EXERCISE DIRECTIONS:
Across the records below, how many lines include the word "aborted"? State only the number.

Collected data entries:

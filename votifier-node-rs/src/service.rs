//! Receiver lifecycle for the node

use std::net::SocketAddr;
use std::sync::Arc;

use tracing::{info, warn};
use votifier_core::{
    KeyPair, ListenerRegistry, ReceiverConfig, ShutdownOutcome, StatsSnapshot, VoteReceiver,
};

use crate::error::NodeError;

/// Owns the listeners and the receiver
pub struct Service {
    registry: Arc<ListenerRegistry>,
    receiver: VoteReceiver,
}

impl Service {
    pub fn new(config: ReceiverConfig, keys: KeyPair) -> Self {
        let registry = Arc::new(ListenerRegistry::new());
        let receiver = VoteReceiver::new(config, Arc::new(keys), registry.clone());
        Self { registry, receiver }
    }

    pub fn registry(&self) -> &Arc<ListenerRegistry> {
        &self.registry
    }

    pub fn stats(&self) -> StatsSnapshot {
        self.receiver.stats()
    }

    pub async fn enable(&mut self) -> Result<SocketAddr, NodeError> {
        let addr = self.receiver.start().await?;
        info!(
            "Votifier enabled on {} with {} listener(s).",
            addr,
            self.registry.len()
        );
        Ok(addr)
    }

    pub async fn disable(&mut self) -> ShutdownOutcome {
        let outcome = self.receiver.shutdown().await;
        if let ShutdownOutcome::Forced { aborted } = outcome {
            warn!("Dropped {} connection(s) still in flight", aborted);
        }
        info!("Votifier disabled.");
        outcome
    }
}

#[cfg(test)]
mod tests {
    use super::*;
    use std::time::Duration;
    use votifier_core::{ChannelListener, Vote, VoteSender};

    #[tokio::test]
    async fn test_enable_receive_disable() {
        let config = ReceiverConfig::new("127.0.0.1", 0).with_read_timeout(Duration::from_secs(2));
        let keys = KeyPair::generate_with_bits(1024).unwrap();
        let public_key = keys.public_key().clone();
        let mut service = Service::new(config, keys);

        let (listener, mut rx) = ChannelListener::new("test", 4);
        service.registry().register(Arc::new(listener));

        let addr = service.enable().await.unwrap();

        let vote = Vote::new("svc", "dave", "10.1.1.1", "1700000000").unwrap();
        VoteSender::new(addr, public_key)
            .send(&vote)
            .await
            .unwrap();

        let received = tokio::time::timeout(Duration::from_secs(5), rx.recv())
            .await
            .unwrap()
            .unwrap();
        assert_eq!(received, vote);

        assert!(matches!(
            service.disable().await,
            ShutdownOutcome::Graceful { .. }
        ));
        assert_eq!(service.stats().delivered, 1);
    }
}
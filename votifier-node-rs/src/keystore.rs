//! On-disk RSA key pair
//!
//! Keys live in `<data-dir>/rsa/` as `public.key` (base64 X.509
//! SubjectPublicKeyInfo) and `private.key` (base64 PKCS#8), the layout
//! vote-reporting services expect when an admin copies the public key.

use std::fs;
use std::io::Write;
use std::path::{Path, PathBuf};

use base64::{engine::general_purpose::STANDARD as BASE64, Engine};
use tracing::info;
use votifier_core::crypto::{self, KeyPair};
use votifier_core::RsaPublicKey;

use crate::error::NodeError;

const PUBLIC_KEY_FILE: &str = "public.key";
const PRIVATE_KEY_FILE: &str = "private.key";

/// Key pair storage in one directory
#[derive(Debug, Clone)]
pub struct KeyStore {
    dir: PathBuf,
}

impl KeyStore {
    pub fn new(dir: impl Into<PathBuf>) -> Self {
        Self { dir: dir.into() }
    }

    pub fn public_key_path(&self) -> PathBuf {
        self.dir.join(PUBLIC_KEY_FILE)
    }

    pub fn private_key_path(&self) -> PathBuf {
        self.dir.join(PRIVATE_KEY_FILE)
    }

    pub fn exists(&self) -> bool {
        self.public_key_path().exists() && self.private_key_path().exists()
    }

    /// Load the stored key pair, generating and saving one if absent
    pub fn load_or_generate(&self) -> Result<KeyPair, NodeError> {
        if self.exists() {
            return self.load();
        }

        info!("Generating RSA key pair in {}", self.dir.display());
        let keys = KeyPair::generate()?;
        self.save(&keys)?;
        Ok(keys)
    }

    pub fn load(&self) -> Result<KeyPair, NodeError> {
        let private = read_base64(&self.private_key_path())?;
        let public = read_base64(&self.public_key_path())?;
        Ok(KeyPair::from_der(&private, &public)?)
    }

    /// Write both key files, replacing existing ones
    pub fn save(&self, keys: &KeyPair) -> Result<(), NodeError> {
        fs::create_dir_all(&self.dir).map_err(|source| NodeError::Write {
            path: self.dir.clone(),
            source,
        })?;

        let public = BASE64.encode(keys.public_key_der()?);
        write_file(&self.public_key_path(), public.as_bytes(), false)?;

        let private = BASE64.encode(keys.private_key_der()?);
        write_file(&self.private_key_path(), private.as_bytes(), true)?;
        Ok(())
    }
}

/// Read a base64 public key file as distributed to vote-reporting services
pub fn read_public_key(path: &Path) -> Result<RsaPublicKey, NodeError> {
    let der = read_base64(path)?;
    Ok(crypto::public_key_from_der(&der)?)
}

fn read_base64(path: &Path) -> Result<Vec<u8>, NodeError> {
    let text = fs::read_to_string(path).map_err(|source| NodeError::KeyRead {
        path: path.to_path_buf(),
        source,
    })?;

    // Tolerate line wrapping from copy-paste
    let compact: String = text.split_whitespace().collect();
    BASE64
        .decode(compact)
        .map_err(|source| NodeError::KeyEncoding {
            path: path.to_path_buf(),
            source,
        })
}

fn write_file(path: &Path, contents: &[u8], secret: bool) -> Result<(), NodeError> {
    let write_err = |source| NodeError::Write {
        path: path.to_path_buf(),
        source,
    };

    let mut options = fs::OpenOptions::new();
    options.write(true).create(true).truncate(true);

    #[cfg(unix)]
    if secret {
        use std::os::unix::fs::OpenOptionsExt;
        options.mode(0o600);
    }
    #[cfg(not(unix))]
    let _ = secret;

    let mut file = options.open(path).map_err(write_err)?;
    file.write_all(contents).map_err(write_err)
}

#[cfg(test)]
mod tests {
    use super::*;

    #[test]
    fn test_save_and_load() {
        let dir = tempfile::tempdir().unwrap();
        let store = KeyStore::new(dir.path().join("rsa"));
        assert!(!store.exists());

        let keys = KeyPair::generate_with_bits(1024).unwrap();
        store.save(&keys).unwrap();
        assert!(store.exists());

        let loaded = store.load().unwrap();
        assert_eq!(loaded.public_key(), keys.public_key());
        assert_eq!(loaded.block_size(), 128);

        let public = read_public_key(&store.public_key_path()).unwrap();
        assert_eq!(&public, keys.public_key());
    }

    #[test]
    fn test_load_or_generate_reuses_existing() {
        let dir = tempfile::tempdir().unwrap();
        let store = KeyStore::new(dir.path());

        let keys = KeyPair::generate_with_bits(1024).unwrap();
        store.save(&keys).unwrap();

        let loaded = store.load_or_generate().unwrap();
        assert_eq!(loaded.public_key(), keys.public_key());
    }

    #[test]
    fn test_wrapped_public_key_accepted() {
        let dir = tempfile::tempdir().unwrap();
        let store = KeyStore::new(dir.path());
        let keys = KeyPair::generate_with_bits(1024).unwrap();
        store.save(&keys).unwrap();

        let encoded = fs::read_to_string(store.public_key_path()).unwrap();
        let wrapped: Vec<String> = encoded
            .as_bytes()
            .chunks(64)
            .map(|c| String::from_utf8_lossy(c).into_owned())
            .collect();
        let path = dir.path().join("wrapped.key");
        fs::write(&path, wrapped.join("\n")).unwrap();

        assert_eq!(&read_public_key(&path).unwrap(), keys.public_key());
    }

    #[test]
    fn test_corrupt_key_file() {
        let dir = tempfile::tempdir().unwrap();
        let store = KeyStore::new(dir.path());
        fs::write(store.public_key_path(), "not base64 at all!").unwrap();
        fs::write(store.private_key_path(), "AAAA").unwrap();

        assert!(matches!(store.load(), Err(NodeError::KeyEncoding { .. })));
    }

    #[cfg(unix)]
    #[test]
    fn test_private_key_permissions() {
        use std::os::unix::fs::PermissionsExt;

        let dir = tempfile::tempdir().unwrap();
        let store = KeyStore::new(dir.path());
        store.save(&KeyPair::generate_with_bits(1024).unwrap()).unwrap();

        let mode = fs::metadata(store.private_key_path()).unwrap().permissions().mode();
        assert_eq!(mode & 0o777, 0o600);
    }
}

OUTPUT FOR THIS TASK:
2